Who are we missing? Underrepresentation of data sources used for pharmacoepidemiology research in the United States

Pharmacoepidemiol Drug Saf. 2020 Nov;29(11):1494-1498. doi: 10.1002/pds.5087. Epub 2020 Aug 20.


Purpose: Research using healthcare databases often includes patients frequently excluded from clinical trials; yet it is not known whether commonly used data represents the overall population or specific sub-populations of interest. We aimed to examine population representativeness from data sources in recent research studies in the United States (US).

Methods: We identified data sources from abstracts accepted to the 34th International Conference on Pharmacoepidemiology & Therapeutic Risk Management. The final sample included research studies using ≥1 data source from the US. We classified data sources broadly as claims, linkage, electronic health records (EHR), survey, distributed data network, and other. Studies using claims and EHRs were further classified into more specific categories, including special populations of interest (eg, children).

Results: We identified 356 abstracts. The majority used claims data (n = 201, 56.5%), followed by data linkages (n = 46, 12.9%), and EHR data (n = 39, 11.0%). Among EHR studies, most (n = 16, 41.0%) came from network data sources (eg, Kaiser Permanente). Almost half (49.4%) of claims-based studies used commercial claims data sources, followed by Medicare (22.1%), Medicaid (11.3%), and Medicare Supplemental (6.1%).
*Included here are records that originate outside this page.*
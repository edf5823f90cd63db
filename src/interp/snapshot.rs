//! Goal snapshots and trend.
//!
//! A snapshot is a permanent, dated record of a goal's actual vs.
//! expected progress. Rows are appended on day closure and never updated
//! or deleted, even where re-derivation would be possible; the history is
//! the time series trend is computed over. Trend itself is computed on
//! read and never stored.

use crate::core::broker::DbBroker;
use crate::core::error::TidelogError;
use crate::core::time;
use crate::interp::InterpContext;
use crate::interp::bus::{ConsumerOutcome, FactConsumer};
use crate::interp::fact::{Fact, FactKind};
use crate::interp::ledger;
use crate::plugins::goal::{self, Goal};
use chrono::NaiveDate;
use rusqlite::{Connection, params};
use serde::{Deserialize, Serialize};

pub const CONSUMER_NAME: &str = "SNAPSHOT";

/// Progress movement smaller than this reads as noise, not direction.
pub const TREND_DEADBAND: f64 = 0.02;

#[derive(Serialize, Deserialize, Debug, Clone)]
pub struct GoalSnapshot {
    pub id: String,
    pub goal_id: String,
    pub snap_date: NaiveDate,
    pub actual: f64,
    pub expected: f64,
    pub created_at: String,
}

#[derive(Debug, Clone, Copy, PartialEq, Eq, Serialize, Deserialize)]
#[serde(rename_all = "SCREAMING_SNAKE_CASE")]
pub enum Trend {
    Up,
    Flat,
    Down,
}

impl Trend {
    pub fn as_str(&self) -> &'static str {
        match self {
            Trend::Up => "UP",
            Trend::Flat => "FLAT",
            Trend::Down => "DOWN",
        }
    }
}

pub struct SnapshotConsumer;

impl FactConsumer for SnapshotConsumer {
    fn name(&self) -> &'static str {
        CONSUMER_NAME
    }

    fn apply(&self, cx: &InterpContext, fact: &Fact) -> Result<ConsumerOutcome, TidelogError> {
        let FactKind::DayClosed { day } = fact.kind else {
            return Ok(ConsumerOutcome::NotApplicable);
        };

        let broker = DbBroker::new(&cx.store.root);
        broker.with_conn(
            &cx.store.db_path(),
            &cx.config.actor,
            "interp.snapshot.append",
            |conn| {
                if ledger::has_processed(conn, &fact.fact_id, CONSUMER_NAME)? {
                    return Ok(ConsumerOutcome::AlreadyProcessed);
                }
                let at = cx.clock.stamp();
                for g in goal::active_goals_for_user(conn, &fact.user_id)? {
                    append_snapshot(conn, &g, day, &at)?;
                }
                ledger::mark_processed(conn, &fact.fact_id, CONSUMER_NAME, &at)?;
                Ok(ConsumerOutcome::Applied)
            },
        )
    }
}

fn append_snapshot(
    conn: &Connection,
    g: &Goal,
    day: NaiveDate,
    at: &str,
) -> Result<(), TidelogError> {
    let krs = goal::key_results_for_goal(conn, &g.id)?;
    let actual = if krs.is_empty() {
        0.0
    } else {
        krs.iter().map(|kr| kr.progress()).sum::<f64>() / krs.len() as f64
    };
    let expected = expected_progress(g, day);

    conn.execute(
        "INSERT INTO goal_snapshots(id, goal_id, snap_date, actual, expected, created_at)
         VALUES(?1, ?2, ?3, ?4, ?5, ?6)",
        params![
            time::new_event_id(),
            g.id,
            time::format_day(day),
            actual,
            expected,
            at
        ],
    )?;
    Ok(())
}

/// Fraction of the goal window elapsed at `day`, clamped to [0, 1].
///
/// Days before the window read 0, days after it read 1; a degenerate
/// zero-length window collapses to 0/1 around its start date.
pub fn expected_progress(g: &Goal, day: NaiveDate) -> f64 {
    if day < g.start_date {
        return 0.0;
    }
    if day > g.end_date {
        return 1.0;
    }
    let span = (g.end_date - g.start_date).num_days();
    if span <= 0 {
        return 1.0;
    }
    let elapsed = (day - g.start_date).num_days();
    (elapsed as f64 / span as f64).clamp(0.0, 1.0)
}

/// Direction of movement over `history`, ordered most-recent-first.
///
/// Total over every input: empty and singleton histories are FLAT, and a
/// window larger than the history falls back to the oldest snapshot.
pub fn trend(history: &[GoalSnapshot], window: usize) -> Trend {
    if history.is_empty() {
        return Trend::Flat;
    }
    let previous = window.saturating_sub(1).min(history.len() - 1);
    if previous == 0 {
        return Trend::Flat;
    }
    let delta = history[0].actual - history[previous].actual;
    if delta > TREND_DEADBAND {
        Trend::Up
    } else if delta < -TREND_DEADBAND {
        Trend::Down
    } else {
        Trend::Flat
    }
}

/// Snapshot history for a goal, most recent first.
pub fn snapshot_history(
    conn: &Connection,
    goal_id: &str,
) -> Result<Vec<GoalSnapshot>, TidelogError> {
    let mut stmt = conn.prepare(
        "SELECT id, goal_id, snap_date, actual, expected, created_at
         FROM goal_snapshots WHERE goal_id = ?1
         ORDER BY snap_date DESC, created_at DESC",
    )?;
    let rows = stmt.query_map([goal_id], |row| {
        Ok((
            row.get::<_, String>(0)?,
            row.get::<_, String>(1)?,
            row.get::<_, String>(2)?,
            row.get::<_, f64>(3)?,
            row.get::<_, f64>(4)?,
            row.get::<_, String>(5)?,
        ))
    })?;
    let mut history = Vec::new();
    for row in rows {
        let (id, goal_id, snap_date, actual, expected, created_at) = row?;
        history.push(GoalSnapshot {
            id,
            goal_id,
            snap_date: time::parse_day(&snap_date).map_err(TidelogError::ValidationError)?,
            actual,
            expected,
            created_at,
        });
    }
    Ok(history)
}

pub fn goal_trend(conn: &Connection, goal_id: &str, window: usize) -> Result<Trend, TidelogError> {
    Ok(trend(&snapshot_history(conn, goal_id)?, window))
}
Only 15% of studies included children in the study population (n = 53), with 8% focused on a pediatric topic (n = 27).

Conclusions: We find that certain populations in the US are under-represented in pharmacoepidemiology, particularly Medicaid enrollees and children. Researchers should strive to utilize data sources that may be more representative of the US population, particularly vulnerable populations.

Keywords: claims; data sources; electronic health record; pharmacoepidemiology; representativeness.